## TASK TO COMPLETE
Lines with the word "environment" are the answer; copy each of them from the data below.

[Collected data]
//! WebSocket transport server using Axum.
//!
//! Handles HTTP upgrade to WebSocket and moves messages between clients and
//! the message handler. Each text frame carries one message; each response
//! goes back as its own text frame, in the order the handler emits them.

use std::net::SocketAddr;
use std::sync::Arc;
use std::sync::atomic::{AtomicUsize, Ordering};

use axum::{
    Router,
    extract::{
        State, WebSocketUpgrade,
        ws::{Message as WsMessage, WebSocket},
    },
    http::StatusCode,
    response::{IntoResponse, Json},
    routing::get,
};
use futures_util::{SinkExt, StreamExt};
use repl_protocol::{Message, Response, Status};
use serde_json::{Value, json};
use tokio::sync::mpsc;
use tracing::{debug, error, info, warn};

/// Trait implemented by the router to handle incoming messages.
/// The transport calls this once per decoded message, in arrival order.
pub trait MessageHandler: Send + Sync + 'static {
    /// Admit a message and return the channel its responses arrive on.
    /// The channel closes once the message is fully processed.
    fn dispatch(&self, message: Message) -> mpsc::UnboundedReceiver<Response>;
}

/// Transport server configuration.
#[derive(Debug, Clone)]
pub struct TransportConfig {
    /// Port to listen on (0 for OS-assigned)
    pub port: u16,
    /// Hostname to bind to
    pub hostname: String,
    /// Maximum concurrent connections
    pub max_connections: Option<usize>,
}

impl Default for TransportConfig {
    fn default() -> Self {
        Self {
            port: 7070,
            hostname: "127.0.0.1".into(),
            max_connections: Some(32),
        }
    }
}

/// Shared state for the transport server.
struct AppState<H: MessageHandler> {
    handler: Arc<H>,
    config: TransportConfig,
    /// Connected client count (for health check)
    client_count: AtomicUsize,
}

/// The transport server: accepts WebSocket connections and routes messages.
pub struct TransportServer {
    /// Shutdown signal
    shutdown_tx: Option<mpsc::Sender<()>>,
    /// Server task handle
    handle: Option<tokio::task::JoinHandle<()>>,
    /// Actual bound port
    port: u16,
}

impl TransportServer {
    /// Start the transport server with the given message handler.
    pub async fn start<H: MessageHandler>(
        config: TransportConfig,
        handler: H,
    ) -> Result<Self, Box<dyn std::error::Error + Send + Sync>> {
        Self::start_shared(config, Arc::new(handler)).await
    }

    /// Start the transport server with a handler shared with other
    /// subsystems.
    pub async fn start_shared<H: MessageHandler>(
        config: TransportConfig,
        handler: Arc<H>,
    ) -> Result<Self, Box<dyn std::error::Error + Send + Sync>> {
        let (shutdown_tx, mut shutdown_rx) = mpsc::channel(1);

        let state = Arc::new(AppState {
            handler,
            config: config.clone(),
            client_count: AtomicUsize::new(0),
        });

        let app = Router::new()
            .route("/ws", get(ws_upgrade_handler::<H>))
            .route("/health", get(health_handler::<H>))
            .with_state(state);

        let addr: SocketAddr = format!("{}:{}", config.hostname, config.port).parse()?;
        let listener = tokio::net::TcpListener::bind(addr).await?;
        let actual_port = listener.local_addr()?.port();

        info!("REPL transport listening on ws://{}:{}/ws", config.hostname, actual_port);

        let handle = tokio::spawn(async move {
            axum::serve(listener, app)
                .with_graceful_shutdown(async move {
                    let _ = shutdown_rx.recv().await;
                })
                .await
                .ok();
        });

        Ok(Self {
            shutdown_tx: Some(shutdown_tx),
            handle: Some(handle),
            port: actual_port,
        })
    }

    /// Get the actual bound port.
    pub fn port(&self) -> u16 {
        self.port
    }

    /// Gracefully stop the server.
    pub async fn stop(&mut self) {
        if let Some(tx) = self.shutdown_tx.take() {
            let _ = tx.send(()).await;
        }
        if let Some(handle) = self.handle.take() {
            let _ = handle.await;
        }
        info!("REPL transport server stopped");
    }
}

// ─────────────────────────────────────────────────────────────────────────────
// HTTP Handlers
// ─────────────────────────────────────────────────────────────────────────────

async fn ws_upgrade_handler<H: MessageHandler>(
    ws: WebSocketUpgrade,
    State(state): State<Arc<AppState<H>>>,
) -> impl IntoResponse {
    if let Some(max) = state.config.max_connections {
        let current = state.client_count.load(Ordering::Relaxed);
        if current >= max {
            warn!("Connection rejected: max connections reached ({max})");
            return StatusCode::SERVICE_UNAVAILABLE.into_response();
        }
    }

    ws.on_upgrade(move |socket| handle_ws_connection(socket, state))
        .into_response()
}

async fn health_handler<H: MessageHandler>(
    State(state): State<Arc<AppState<H>>>,
) -> impl IntoResponse {
    Json(json!({
        "status": "ok",
        "clients": state.client_count.load(Ordering::Relaxed),
    }))
}

// ─────────────────────────────────────────────────────────────────────────────
// WebSocket Connection Handler
// ─────────────────────────────────────────────────────────────────────────────

async fn handle_ws_connection<H: MessageHandler>(socket: WebSocket, state: Arc<AppState<H>>) {
    state.client_count.fetch_add(1, Ordering::Relaxed);

    let client_id = uuid::Uuid::new_v4().to_string();
    info!("Client connected: {client_id}");

    let (mut ws_tx, mut ws_rx) = socket.split();

    // Responses from every message of this connection funnel through here.
    let (out_tx, mut out_rx) = mpsc::unbounded_channel::<Response>();

    loop {
        tokio::select! {
            msg = ws_rx.next() => {
                match msg {
                    Some(Ok(WsMessage::Text(text))) => {
                        match decode_frame(&text) {
                            Ok(message) => {
                                // Dispatch inline so admission follows arrival order.
                                let mut responses = state.handler.dispatch(message);
                                let out = out_tx.clone();
                                tokio::spawn(async move {
                                    while let Some(response) = responses.recv().await {
                                        if out.send(response).is_err() {
                                            break;
                                        }
                                    }
                                });
                            }
                            Err(response) => {
                                debug!("Malformed frame from {client_id}");
                                let _ = out_tx.send(response);
                            }
                        }
                    }
                    Some(Ok(WsMessage::Ping(data))) => {
                        let _ = ws_tx.send(WsMessage::Pong(data)).await;
                    }
                    Some(Ok(WsMessage::Close(_))) | None => {
                        debug!("Client disconnected: {client_id}");
                        break;
                    }
                    Some(Err(e)) => {
                        warn!("WebSocket error for {client_id}: {e}");
                        break;
                    }
                    _ => {}
                }
            }

            Some(response) = out_rx.recv() => {
                let text = match serde_json::to_string(&response) {
                    Ok(text) => text,
                    Err(e) => {
                        error!("Failed to encode response {}: {e}", response.id);
                        continue;
                    }
                };
                if let Err(e) = ws_tx.send(WsMessage::Text(text.into())).await {
                    error!("Failed to send response to {client_id}: {e}");
                    break;
                }
            }
        }
    }

    state.client_count.fetch_sub(1, Ordering::Relaxed);
    info!(
        "Client disconnected: {client_id} (total: {})",
        state.client_count.load(Ordering::Relaxed)
    );
}

// ─────────────────────────────────────────────────────────────────────────────
// Helpers
// ─────────────────────────────────────────────────────────────────────────────

/// Decode one text frame. A frame that is not a valid message becomes the
/// `{error, malformed-message}` response to send back instead, echoing the
/// id when one can be read.
pub fn decode_frame(text: &str) -> Result<Message, Response> {
    let value: Value = serde_json::from_str(text).map_err(|e| malformed(None, e.to_string()))?;
    let id = value.get("id").and_then(Value::as_str).map(str::to_owned);
    Message::from_value(value).map_err(|e| malformed(id, e.to_string()))
}

fn malformed(id: Option<String>, err: String) -> Response {
    Response::new(id.unwrap_or_default())
        .with_status([Status::ERROR, Status::MALFORMED_MESSAGE])
        .with_field("err", err)
}
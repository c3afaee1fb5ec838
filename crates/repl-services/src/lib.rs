//! REPL Tooling Extensions
//!
//! Each extension implements `repl_server::Extension` and declares its ops
//! through a descriptor. They are ordinary plug-ins: the server composes
//! them with the baseline session extension at startup.

pub mod completion;
pub mod describe;
pub mod namespace;

pub use completion::{CompletionExtension, CompletionStrategies, MatchFn};
pub use describe::DescribeExtension;
pub use namespace::{CURRENT_NS_KEY, InNsExtension, NamespaceIndex, Symbol, SymbolKind};
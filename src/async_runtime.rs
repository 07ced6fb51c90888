//! Tokio runtime construction.
//!
//! Generalizes the teacher crate's `bft::async_runtime::tokio::init`
//! (same builder shape, knobs, and thread stack size) into a
//! `RelayError`-returning wrapper, since this crate's error handling is
//! unified rather than `Result<_, ()>`.

use crate::error::RelayError;

pub type Runtime = tokio::runtime::Runtime;

/// Build a multi-threaded runtime with `num_threads` workers.
pub fn init(num_threads: usize) -> Result<Runtime, RelayError> {
    tokio::runtime::Builder::new_multi_thread()
        .worker_threads(num_threads)
        .thread_name("swpt-relay-worker")
        .thread_stack_size(2 * 1024 * 1024)
        .enable_all()
        .build()
        .map_err(RelayError::Io)
}

#[cfg(test)]
mod tests {
    use super::*;

    #[test]
    fn builds_a_runtime_with_requested_worker_count() {
        let rt = init(2).unwrap();
        rt.block_on(async {
            assert_eq!(1 + 1, 2);
        });
    }
}
//! Process configuration, built the way `swedishembedded-sven`'s
//! `cli.rs` layers `clap` flags over environment variables: every
//! setting is a flag with an `env` fallback, so a container can be
//! configured without a command line at all.

use std::path::PathBuf;
use std::time::Duration;

use clap::Parser;

/// Top-level CLI/environment configuration for the relay process.
#[derive(Parser, Debug, Clone)]
#[command(name = "swpt-relay", about = "STOMP/TLS relay bridging a local broker to settlement peer nodes", version)]
pub struct RelayConfig {
    /// Node/peer directory database URL. Only `file://` is supported.
    #[arg(long, env = "SWPT_DB_URL")]
    pub db_url: String,

    /// `node_id` of the single peer this process relays to.
    #[arg(long, env = "SWPT_PEER_NODE_ID")]
    pub peer_node_id: String,

    /// Path to this node's own TLS certificate (PEM), presented during
    /// the mutual handshake.
    #[arg(long, env = "SWPT_NODE_CERT")]
    pub node_cert: PathBuf,

    /// Path to this node's own TLS private key (PEM).
    #[arg(long, env = "SWPT_NODE_KEY")]
    pub node_key: PathBuf,

    /// TCP address to listen on for inbound (server-role) connections.
    #[arg(long, env = "SWPT_LISTEN_ADDR", default_value = "0.0.0.0:1234")]
    pub listen_addr: String,

    /// STOMP destination used when sending outbound messages.
    #[arg(long, env = "SWPT_SEND_DESTINATION", default_value = "/exchange/smp/out")]
    pub send_destination: String,

    /// Minimum heartbeat interval this process is willing to send, in
    /// milliseconds. 0 disables sending heartbeats.
    #[arg(long, env = "SWPT_HB_SEND_MIN", default_value_t = 3000)]
    pub hb_send_min: u64,

    /// Heartbeat interval this process asks its peer to send, in
    /// milliseconds. 0 means no heartbeat is required.
    #[arg(long, env = "SWPT_HB_RECV_DESIRED", default_value_t = 3000)]
    pub hb_recv_desired: u64,

    /// Extra slack added to the negotiated heartbeat interval before a
    /// silent connection is treated as dead.
    #[arg(long, env = "SWPT_MAX_NETWORK_DELAY_MS", default_value_t = 10_000)]
    pub max_network_delay_ms: u64,

    /// Worker thread count for the Tokio runtime. 0 picks the number of
    /// available CPUs.
    #[arg(long, env = "SWPT_WORKER_THREADS", default_value_t = 0)]
    pub worker_threads: usize,

    /// `tracing-subscriber` `EnvFilter` directive, e.g. `info` or
    /// `swpt_relay=debug,tokio=warn`.
    #[arg(long, env = "SWPT_LOG", default_value = "info")]
    pub log_filter: String,
}

impl RelayConfig {
    pub fn max_network_delay(&self) -> Duration {
        Duration::from_millis(self.max_network_delay_ms)
    }

    pub fn worker_threads(&self) -> usize {
        if self.worker_threads == 0 {
            num_cpus::get()
        } else {
            self.worker_threads
        }
    }
}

## RESPONSE AREA
//! `cli.rs` layers `clap` flags over environment variables: every
/// Top-level CLI/environment configuration for the relay process.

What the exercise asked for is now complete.